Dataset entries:
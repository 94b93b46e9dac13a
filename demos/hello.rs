// demos/hello.rs
//
// Minimal embedding of the engine: a JSON route, a plain-text route, and
// the static-file fallback rooted at the current directory.
//
//   RUST_LOG=debug cargo run --example hello
use serde_json::json;

use ravel::{HttpRequest, Response, Router, Server, ServerConf};

fn hello(_req: &HttpRequest) -> Response {
    Response::ok("hello from ravel\n")
}

fn greet(req: &HttpRequest) -> Response {
    let name = req.param("name").unwrap_or("world");
    Response::json(&json!({ "greeting": format!("hello, {}", name) }))
}

fn echo(req: &HttpRequest) -> Response {
    Response::ok(req.body().to_vec())
}

fn main() -> ravel::EngineResult<()> {
    ravel::logging::init_logging();

    let mut router = Router::new();
    router.get("/hello", hello);
    router.get("/greet", greet);
    router.post("/echo", echo);

    let conf = ServerConf::new(8080, ".").host("0.0.0.0");
    Server::new(conf)?.serve(router)
}
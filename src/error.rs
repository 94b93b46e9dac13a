// src/error.rs
use std::io;

use thiserror::Error;

/// Central error type for the ravel engine.
#[derive(Debug, Error)]
pub enum EngineError {
    /// Underlying I/O error from the OS or network.
    #[error("i/o error: {0}")]
    Io(#[from] io::Error),
    /// The worker pool is shutting down and rejects new submissions.
    #[error("worker pool is stopped")]
    PoolStopped,
    /// A task finished without delivering its result.
    #[error("task result dropped before completion")]
    TaskLost,
    /// Rejected server configuration.
    #[error("invalid configuration: {0}")]
    Config(String),
    /// Signal handler installation failed.
    #[error("signal handler error: {0}")]
    Signal(String),
}

pub type EngineResult<T> = Result<T, EngineError>;
impl Connection {
    pub fn new(sock: FdGuard, read_chunk: usize) -> Self {
        Self {
            sock,
            read_buf: Vec::with_capacity(read_chunk),
            parsed: 0,
            req: HttpRequest::new(),
            send: None,
            served: 0,
        }
    }

    pub fn fd(&self) -> RawFd {
        self.sock.raw()
    }

    /// Run one parse or respond step. Never blocks: would-block outcomes
    /// are reported as the interest to re-arm.
    pub fn step(
        &mut self,
        kind: StepKind,
        router: &Router,
        conf: &ServerConf,
        metrics: &EngineMetrics,
    ) -> StepOutcome {
        match kind {
            StepKind::Read => self.on_readable(conf),
            StepKind::Write => self.on_writable(router, conf, metrics),
        }
    }

    /// Drain the socket, feed the parser, and decide what to wait for.
    fn on_readable(&mut self, conf: &ServerConf) -> StepOutcome {
        loop {
            let old_len = self.read_buf.len();
            self.read_buf.resize(old_len + conf.read_chunk_size, 0);
            match syscalls::read_nonblocking(self.sock.raw(), &mut self.read_buf[old_len..]) {
                Ok(None) => {
                    self.read_buf.truncate(old_len);
                    break;
                }
                Ok(Some(0)) => {
                    // peer closed
                    self.read_buf.truncate(old_len);
                    return StepOutcome::Close;
                }
                Ok(Some(n)) => {
                    self.read_buf.truncate(old_len + n);
                    if self.read_buf.len() > conf.max_request_size {
                        self.req.mark_bad();
                        break;
                    }
                }
                Err(_) => {
                    self.read_buf.truncate(old_len);
                    return StepOutcome::Close;
                }
            }
        }

        self.parsed += self.req.parse(&self.read_buf, self.parsed);

        if self.req.is_complete() {
            StepOutcome::AwaitWrite
        } else {
            StepOutcome::AwaitRead
        }
    }

    /// Build the response on first entry, then drive the two-phase send.
    fn on_writable(
        &mut self,
        router: &Router,
        conf: &ServerConf,
        metrics: &EngineMetrics,
    ) -> StepOutcome {
        if self.send.is_none() {
            if !self.req.is_complete() {
                // writable fired before a full request; keep reading
                return StepOutcome::AwaitRead;
            }
            self.build_response(router, conf);
            metrics.inc_req();
        }

        let fd = self.sock.raw();
        let st = match self.send.as_mut() {
            Some(st) => st,
            None => return StepOutcome::Close,
        };

        let file_fd = match &st.body {
            SendBody::File { fd: file, .. } => Some(file.raw()),
            _ => None,
        };
        let pumped = if let Some(file_fd) = file_fd {
            st.pump_file(
                |buf| {
                    let r = syscalls::write_nonblocking(fd, buf);
                    if let Ok(Some(n)) = r {
                        metrics.add_bytes(n as u64);
                    }
                    r
                },
                |offset, remaining| {
                    let mut off = offset as i64;
                    let r = syscalls::sendfile_chunk(fd, file_fd, &mut off, remaining);
                    if let Ok(Some(n)) = r {
                        metrics.add_bytes(n as u64);
                    }
                    r
                },
            )
        } else {
            st.pump_memory(|bufs| {
                let r = syscalls::writev_nonblocking(fd, bufs);
                if let Ok(Some(n)) = r {
                    metrics.add_bytes(n as u64);
                }
                r
            })
        };

        match pumped {
            Err(_) => StepOutcome::Close,
            Ok(false) => StepOutcome::AwaitWrite,
            Ok(true) => {
                debug_assert!(st.finished());
                let keep = st.keep_alive;
                // releases any open file handle before the next cycle
                self.send = None;
                if keep {
                    self.reset_for_next();
                    StepOutcome::AwaitRead
                } else {
                    StepOutcome::Close
                }
            }
        }
    }

    fn build_response(&mut self, router: &Router, conf: &ServerConf) {
        let mut rsp = router.dispatch(&self.req);

        let mut keep_alive = matches!(
            self.req.header("connection"),
            Some(v) if v.eq_ignore_ascii_case("keep-alive")
        );
        if self.served + 1 >= conf.max_keepalive_requests {
            keep_alive = false;
        }

        // Resolve the body source. A file body may degrade into an error
        // response (404/301/403/500) whose own body is then resolved on the
        // next pass; the attempt cap keeps a misbehaving error handler from
        // cycling forever.
        let mut resolved = None;
        for _ in 0..3 {
            match std::mem::replace(&mut rsp.body, Body::Empty) {
                Body::Empty => {
                    resolved = Some((SendBody::Empty, 0));
                    break;
                }
                Body::Bytes(b) => {
                    let len = b.len() as u64;
                    resolved = Some((SendBody::Bytes(b), len));
                    break;
                }
                Body::File(rel) => match open_file_body(&conf.doc_root, &rel) {
                    Ok((fd, len)) => {
                        resolved = Some((SendBody::File { fd, len }, len));
                        break;
                    }
                    Err(status) => {
                        rsp = router.error_response(status, &self.req);
                    }
                },
            }
        }
        let (body, content_length) = resolved.unwrap_or((SendBody::Empty, 0));

        let head = http::serialize_head(&rsp, content_length, keep_alive);
        self.send = Some(SendState::new(head, body, keep_alive));
    }

    /// Clear buffers and parser state for the next keep-alive exchange.
    fn reset_for_next(&mut self) {
        self.read_buf.clear();
        self.parsed = 0;
        self.req.reset();
        self.served += 1;
    }
}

> _Try it_: The records need to be set down again without a single difference.

> _The answer_:
repository 94b93b46e9dac13a
filename demos/hello.rs
// demos/hello.rs
//
// Minimal embedding of the engine: a JSON route, a plain-text route, and
// the static-file fallback rooted at the current directory.
//
//   RUST_LOG=debug cargo run --example hello
use serde_json::json;

use ravel::{HttpRequest, Response, Router, Server, ServerConf};

fn hello(_req: &HttpRequest) -> Response {
    Response::ok("hello from ravel\n")
}

fn greet(req: &HttpRequest) -> Response {
    let name = req.param("name").unwrap_or("world");
    Response::json(&json!({ "greeting": format!("hello, {}", name) }))
}

fn echo(req: &HttpRequest) -> Response {
    Response::ok(req.body().to_vec())
}

fn main() -> ravel::EngineResult<()> {
    ravel::logging::init_logging();

    let mut router = Router::new();
    router.get("/hello", hello);
    router.get("/greet", greet);
    router.post("/echo", echo);

    let conf = ServerConf::new(8080, ".").host("0.0.0.0");
    Server::new(conf)?.serve(router)
}
filename src/error.rs
repository 94b93b46e9dac13a
// src/error.rs
use std::io;

use thiserror::Error;

/// Central error type for the ravel engine.
#[derive(Debug, Error)]
pub enum EngineError {
    /// Underlying I/O error from the OS or network.
    #[error("i/o error: {0}")]
    Io(#[from] io::Error),
    /// The worker pool is shutting down and rejects new submissions.
    #[error("worker pool is stopped")]
    PoolStopped,
    /// A task finished without delivering its result.
    #[error("task result dropped before completion")]
    TaskLost,
    /// Rejected server configuration.
    #[error("invalid configuration: {0}")]
    Config(String),
    /// Signal handler installation failed.
    #[error("signal handler error: {0}")]
    Signal(String),
}

pub type EngineResult<T> = Result<T, EngineError>;
impl Connection {
    pub fn new(sock: FdGuard, read_chunk: usize) -> Self {
        Self {
            sock,
            read_buf: Vec::with_capacity(read_chunk),
            parsed: 0,
            req: HttpRequest::new(),
            send: None,
            served: 0,
        }
    }

    pub fn fd(&self) -> RawFd {
        self.sock.raw()
    }

    /// Run one parse or respond step. Never blocks: would-block outcomes
    /// are reported as the interest to re-arm.
    pub fn step(
        &mut self,
        kind: StepKind,
        router: &Router,
        conf: &ServerConf,
        metrics: &EngineMetrics,
    ) -> StepOutcome {
        match kind {
            StepKind::Read => self.on_readable(conf),
            StepKind::Write => self.on_writable(router, conf, metrics),
        }
    }

    /// Drain the socket, feed the parser, and decide what to wait for.
    fn on_readable(&mut self, conf: &ServerConf) -> StepOutcome {
        loop {
            let old_len = self.read_buf.len();
            self.read_buf.resize(old_len + conf.read_chunk_size, 0);
            match syscalls::read_nonblocking(self.sock.raw(), &mut self.read_buf[old_len..]) {
                Ok(None) => {
                    self.read_buf.truncate(old_len);
                    break;
                }
                Ok(Some(0)) => {
                    // peer closed
                    self.read_buf.truncate(old_len);
                    return StepOutcome::Close;
                }
                Ok(Some(n)) => {
                    self.read_buf.truncate(old_len + n);
                    if self.read_buf.len() > conf.max_request_size {
                        self.req.mark_bad();
                        break;
                    }
                }
                Err(_) => {
                    self.read_buf.truncate(old_len);
                    return StepOutcome::Close;
                }
            }
        }

        self.parsed += self.req.parse(&self.read_buf, self.parsed);

        if self.req.is_complete() {
            StepOutcome::AwaitWrite
        } else {
            StepOutcome::AwaitRead
        }
    }

    /// Build the response on first entry, then drive the two-phase send.
    fn on_writable(
        &mut self,
        router: &Router,
        conf: &ServerConf,
        metrics: &EngineMetrics,
    ) -> StepOutcome {
        if self.send.is_none() {
            if !self.req.is_complete() {
                // writable fired before a full request; keep reading
                return StepOutcome::AwaitRead;
            }
            self.build_response(router, conf);
            metrics.inc_req();
        }

        let fd = self.sock.raw();
        let st = match self.send.as_mut() {
            Some(st) => st,
            None => return StepOutcome::Close,
        };

        let file_fd = match &st.body {
            SendBody::File { fd: file, .. } => Some(file.raw()),
            _ => None,
        };
        let pumped = if let Some(file_fd) = file_fd {
            st.pump_file(
                |buf| {
                    let r = syscalls::write_nonblocking(fd, buf);
                    if let Ok(Some(n)) = r {
                        metrics.add_bytes(n as u64);
                    }
                    r
                },
                |offset, remaining| {
                    let mut off = offset as i64;
                    let r = syscalls::sendfile_chunk(fd, file_fd, &mut off, remaining);
                    if let Ok(Some(n)) = r {
                        metrics.add_bytes(n as u64);
                    }
                    r
                },
            )
        } else {
            st.pump_memory(|bufs| {
                let r = syscalls::writev_nonblocking(fd, bufs);
                if let Ok(Some(n)) = r {
                    metrics.add_bytes(n as u64);
                }
                r
            })
        };

        match pumped {
            Err(_) => StepOutcome::Close,
            Ok(false) => StepOutcome::AwaitWrite,
            Ok(true) => {
                debug_assert!(st.finished());
                let keep = st.keep_alive;
                // releases any open file handle before the next cycle
                self.send = None;
                if keep {
                    self.reset_for_next();
                    StepOutcome::AwaitRead
                } else {
                    StepOutcome::Close
                }
            }
        }
    }

    fn build_response(&mut self, router: &Router, conf: &ServerConf) {
        let mut rsp = router.dispatch(&self.req);

        let mut keep_alive = matches!(
            self.req.header("connection"),
            Some(v) if v.eq_ignore_ascii_case("keep-alive")
        );
        if self.served + 1 >= conf.max_keepalive_requests {
            keep_alive = false;
        }

        // Resolve the body source. A file body may degrade into an error
        // response (404/301/403/500) whose own body is then resolved on the
        // next pass; the attempt cap keeps a misbehaving error handler from
        // cycling forever.
        let mut resolved = None;
        for _ in 0..3 {
            match std::mem::replace(&mut rsp.body, Body::Empty) {
                Body::Empty => {
                    resolved = Some((SendBody::Empty, 0));
                    break;
                }
                Body::Bytes(b) => {
                    let len = b.len() as u64;
                    resolved = Some((SendBody::Bytes(b), len));
                    break;
                }
                Body::File(rel) => match open_file_body(&conf.doc_root, &rel) {
                    Ok((fd, len)) => {
                        resolved = Some((SendBody::File { fd, len }, len));
                        break;
                    }
                    Err(status) => {
                        rsp = router.error_response(status, &self.req);
                    }
                },
            }
        }
        let (body, content_length) = resolved.unwrap_or((SendBody::Empty, 0));

        let head = http::serialize_head(&rsp, content_length, keep_alive);
        self.send = Some(SendState::new(head, body, keep_alive));
    }

    /// Clear buffers and parser state for the next keep-alive exchange.
    fn reset_for_next(&mut self) {
        self.read_buf.clear();
        self.parsed = 0;
        self.req.reset();
        self.served += 1;
    }
}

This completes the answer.